Work order
Your answer should hold all lines of the entries that include the word "encoded".

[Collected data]
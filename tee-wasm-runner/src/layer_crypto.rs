// Copyright (c) 2024 Alibaba Cloud
//
// SPDX-License-Identifier: Apache-2.0
//

//! Encrypted layer format.
//!
//! Layers are encrypted the way ocicrypt does with the attestation-agent key
//! provider: the layer body is AES-256-CTR encrypted with a random symmetric
//! key and authenticated with HMAC-SHA256. The symmetric key travels in the
//! private layer options, which are wrapped with the key encryption key (KEK)
//! held by the KBS and stored in the layer annotations together with the
//! resource URI of that KEK.

use std::collections::HashMap;

use anyhow::{anyhow, bail, Context, Result};
use base64::{engine::general_purpose::STANDARD, Engine};
use crypto::WrapType;
use hmac::{Hmac, Mac};
use oci_client::manifest::OciDescriptor;
use resource_uri::ResourceUri;
use serde::{de::DeserializeOwned, Deserialize, Serialize};
use serde_with::{base64::Base64, serde_as};
use sha2::Sha256;
use zeroize::{Zeroize, Zeroizing};

use crate::digest::{verify_digest, DigestHasher, LayerDigestHasher, DIGEST_SHA256_PREFIX};

/// Annotation holding the base64 encoded [`AnnotationPacket`].
pub const ANNOTATION_KEY_PROVIDER: &str =
    "org.opencontainers.image.enc.keys.provider.attestation-agent";

/// Annotation holding the base64 encoded [`PublicLayerBlockCipherOptions`].
pub const ANNOTATION_PUBLIC_OPTIONS: &str = "org.opencontainers.image.enc.pubopts";

/// The only layer cipher ocicrypt defines.
pub const AES256CTR: &str = "AES_256_CTR_HMAC_SHA256";

const NONCE_OPTION: &str = "nonce";
const SYMMETRIC_KEY_LENGTH: usize = 32;
const CTR_NONCE_LENGTH: usize = 16;

type HmacSha256 = Hmac<Sha256>;

/// Content of the key provider annotation of an encrypted layer.
#[serde_as]
#[derive(Serialize, Deserialize, PartialEq, Eq, Debug, Clone)]
pub struct AnnotationPacket {
    /// KBS resource holding the KEK.
    pub kid: ResourceUri,

    /// Private layer options encrypted with the KEK.
    #[serde_as(as = "Base64")]
    pub wrapped_data: Vec<u8>,

    #[serde_as(as = "Base64")]
    pub iv: Vec<u8>,

    pub wrap_type: WrapType,
}

/// Options that must stay secret: the layer key and the plaintext digest.
#[serde_as]
#[derive(Serialize, Deserialize, Default)]
pub struct PrivateLayerBlockCipherOptions {
    #[serde(rename = "symkey")]
    #[serde_as(as = "Base64")]
    pub symmetric_key: Vec<u8>,

    #[serde(default)]
    pub digest: String,

    #[serde(rename = "cipheroptions", default)]
    #[serde_as(as = "HashMap<_, Base64>")]
    pub cipher_options: HashMap<String, Vec<u8>>,
}

impl Drop for PrivateLayerBlockCipherOptions {
    fn drop(&mut self) {
        self.symmetric_key.zeroize();
    }
}

#[serde_as]
#[derive(Serialize, Deserialize, Debug, Default, Clone)]
pub struct PublicLayerBlockCipherOptions {
    #[serde(rename = "cipher")]
    pub cipher_type: String,

    #[serde_as(as = "Base64")]
    pub hmac: Vec<u8>,

    #[serde(rename = "cipheroptions", default)]
    #[serde_as(as = "HashMap<_, Base64>")]
    pub cipher_options: HashMap<String, Vec<u8>>,
}

fn annotation<'a>(descriptor: &'a OciDescriptor, key: &str) -> Option<&'a String> {
    descriptor.annotations.as_ref()?.get(key)
}

fn decode_annotation<T: DeserializeOwned>(descriptor: &OciDescriptor, key: &str) -> Result<T> {
    let value = annotation(descriptor, key).ok_or_else(|| anyhow!("missing annotation {key}"))?;
    let json = STANDARD
        .decode(value.trim())
        .with_context(|| format!("annotation {key} is not base64"))?;
    serde_json::from_slice(&json).with_context(|| format!("annotation {key} is malformed"))
}

/// Parse the key provider annotation of an encrypted layer.
pub fn annotation_packet(descriptor: &OciDescriptor) -> Result<AnnotationPacket> {
    decode_annotation(descriptor, ANNOTATION_KEY_PROVIDER)
}

/// Resource URI of the KEK an encrypted layer was wrapped with, if the layer
/// carries a readable key provider annotation.
pub fn layer_kid(descriptor: &OciDescriptor) -> Option<ResourceUri> {
    annotation_packet(descriptor).ok().map(|packet| packet.kid)
}

/// Decrypt an encrypted layer body with the KEK released by the KBS.
///
/// The HMAC is verified before anything is decrypted and the plaintext
/// digest, when recorded, after.
pub fn decrypt_layer(
    kek: &[u8],
    ciphertext: &[u8],
    descriptor: &OciDescriptor,
) -> Result<Zeroizing<Vec<u8>>> {
    let packet = annotation_packet(descriptor)?;
    let public: PublicLayerBlockCipherOptions =
        decode_annotation(descriptor, ANNOTATION_PUBLIC_OPTIONS)?;

    if public.cipher_type != AES256CTR {
        bail!("unsupported layer cipher {}", public.cipher_type);
    }

    let private_json = Zeroizing::new(
        crypto::decrypt(kek, &packet.wrapped_data, &packet.iv, packet.wrap_type)
            .context("unwrap private layer options with the KEK")?,
    );
    let private: PrivateLayerBlockCipherOptions =
        serde_json::from_slice(&private_json).context("private layer options are malformed")?;

    if private.symmetric_key.len() != SYMMETRIC_KEY_LENGTH {
        bail!(
            "layer key must be {SYMMETRIC_KEY_LENGTH} bytes, got {}",
            private.symmetric_key.len()
        );
    }

    let mut mac = HmacSha256::new_from_slice(&private.symmetric_key)
        .map_err(|e| anyhow!("init hmac: {e}"))?;
    mac.update(ciphertext);
    mac.verify_slice(&public.hmac)
        .map_err(|_| anyhow!("layer hmac verification failed"))?;

    let nonce = public
        .cipher_options
        .get(NONCE_OPTION)
        .or_else(|| private.cipher_options.get(NONCE_OPTION))
        .ok_or_else(|| anyhow!("layer cipher options carry no nonce"))?;

    let plaintext = Zeroizing::new(crypto::decrypt(
        &private.symmetric_key,
        ciphertext,
        nonce,
        WrapType::Aes256Ctr,
    )?);

    if !private.digest.is_empty() {
        verify_digest("decrypted layer", &private.digest, &plaintext)?;
    }

    Ok(plaintext)
}

/// Encrypt a layer body for the KEK `kid` names. Returns the ciphertext and
/// the annotations to put on its descriptor.
pub fn encrypt_layer(
    kek: &[u8],
    kid: &ResourceUri,
    plaintext: &[u8],
) -> Result<(Vec<u8>, Vec<(String, String)>)> {
    let symmetric_key = Zeroizing::new(crypto::random_bytes::<SYMMETRIC_KEY_LENGTH>());
    let nonce = crypto::random_bytes::<CTR_NONCE_LENGTH>();
    let ciphertext = crypto::encrypt(&symmetric_key, plaintext, &nonce, WrapType::Aes256Ctr)?;

    let mut mac = HmacSha256::new_from_slice(&symmetric_key)
        .map_err(|e| anyhow!("init hmac: {e}"))?;
    mac.update(&ciphertext);
    let hmac = mac.finalize().into_bytes().to_vec();

    let mut hasher = LayerDigestHasher::from_digest(DIGEST_SHA256_PREFIX)?;
    hasher.digest_update(plaintext);

    let private = PrivateLayerBlockCipherOptions {
        symmetric_key: symmetric_key.to_vec(),
        digest: hasher.digest_finalize(),
        cipher_options: HashMap::from([(NONCE_OPTION.to_string(), nonce)]),
    };
    let private_json = Zeroizing::new(serde_json::to_vec(&private)?);

    let wrap_type = WrapType::Aes256Gcm;
    let iv = crypto::random_bytes::<12>();
    let packet = AnnotationPacket {
        kid: kid.clone(),
        wrapped_data: crypto::encrypt(kek, &private_json, &iv, wrap_type)?,
        iv,
        wrap_type,
    };

    let public = PublicLayerBlockCipherOptions {
        cipher_type: AES256CTR.to_string(),
        hmac,
        cipher_options: HashMap::new(),
    };

    let annotations = vec![
        (
            ANNOTATION_KEY_PROVIDER.to_string(),
            STANDARD.encode(serde_json::to_vec(&packet)?),
        ),
        (
            ANNOTATION_PUBLIC_OPTIONS.to_string(),
            STANDARD.encode(serde_json::to_vec(&public)?),
        ),
    ];

    Ok((ciphertext, annotations))
}

#[cfg(test)]
mod tests {
    use oci_client::manifest::OciDescriptor;
    use rstest::rstest;

    use super::*;

    const KEK: [u8; 32] = [0x42; 32];

    fn kid() -> ResourceUri {
        "kbs:///default/key/wasm".parse().unwrap()
    }

    fn encrypted(plaintext: &[u8]) -> (Vec<u8>, OciDescriptor) {
        let (ciphertext, annotations) = encrypt_layer(&KEK, &kid(), plaintext).unwrap();
        let descriptor = OciDescriptor {
            media_type: "application/vnd.wasm.content.layer.v1+wasm+encrypted".into(),
            annotations: Some(annotations.into_iter().collect()),
            ..Default::default()
        };
        (ciphertext, descriptor)
    }

    #[rstest]
    #[case(b"\0asm\x01\0\0\0".as_slice())]
    #[case(b"".as_slice())]
    #[case(&[0xa5u8; 70000])]
    fn round_trip(#[case] plaintext: &[u8]) {
        let (ciphertext, descriptor) = encrypted(plaintext);
        assert_eq!(ciphertext.len(), plaintext.len());
        if plaintext.len() > 16 {
            assert_ne!(ciphertext, plaintext);
        }

        let decrypted = decrypt_layer(&KEK, &ciphertext, &descriptor).unwrap();
        assert_eq!(decrypted.as_slice(), plaintext);
        assert_eq!(layer_kid(&descriptor), Some(kid()));
    }

    #[test]
    fn wrong_kek_is_rejected() {
        let (ciphertext, descriptor) = encrypted(b"module bytes");
        let mut kek = KEK;
        kek[31] ^= 1;
        assert!(decrypt_layer(&kek, &ciphertext, &descriptor).is_err());
    }

    #[test]
    fn tampered_ciphertext_is_rejected() {
        let (mut ciphertext, descriptor) = encrypted(b"module bytes");
        ciphertext[0] ^= 0xff;
        let err = decrypt_layer(&KEK, &ciphertext, &descriptor).unwrap_err();
        assert!(err.to_string().contains("hmac"), "{err:#}");
    }

    #[rstest]
    #[case(ANNOTATION_KEY_PROVIDER)]
    #[case(ANNOTATION_PUBLIC_OPTIONS)]
    fn missing_annotation_is_rejected(#[case] key: &str) {
        let (ciphertext, mut descriptor) = encrypted(b"module bytes");
        descriptor.annotations = descriptor
            .annotations
            .map(|annotations| annotations.into_iter().filter(|(k, _)| k != key).collect());
        let err = decrypt_layer(&KEK, &ciphertext, &descriptor).unwrap_err();
        assert!(err.to_string().contains(key), "{err:#}");
    }

    #[test]
    fn annotation_packet_wire_format() {
        let (_, descriptor) = encrypted(b"module bytes");
        let raw = annotation(&descriptor, ANNOTATION_KEY_PROVIDER).unwrap();
        let json: serde_json::Value =
            serde_json::from_slice(&STANDARD.decode(raw).unwrap()).unwrap();

        assert_eq!(json["kid"], "kbs:///default/key/wasm");
        assert_eq!(json["wrap_type"], "A256GCM");
        assert_eq!(STANDARD.decode(json["iv"].as_str().unwrap()).unwrap().len(), 12);
    }
}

Output below
/// Annotation holding the base64 encoded [`AnnotationPacket`].
/// Annotation holding the base64 encoded [`PublicLayerBlockCipherOptions`].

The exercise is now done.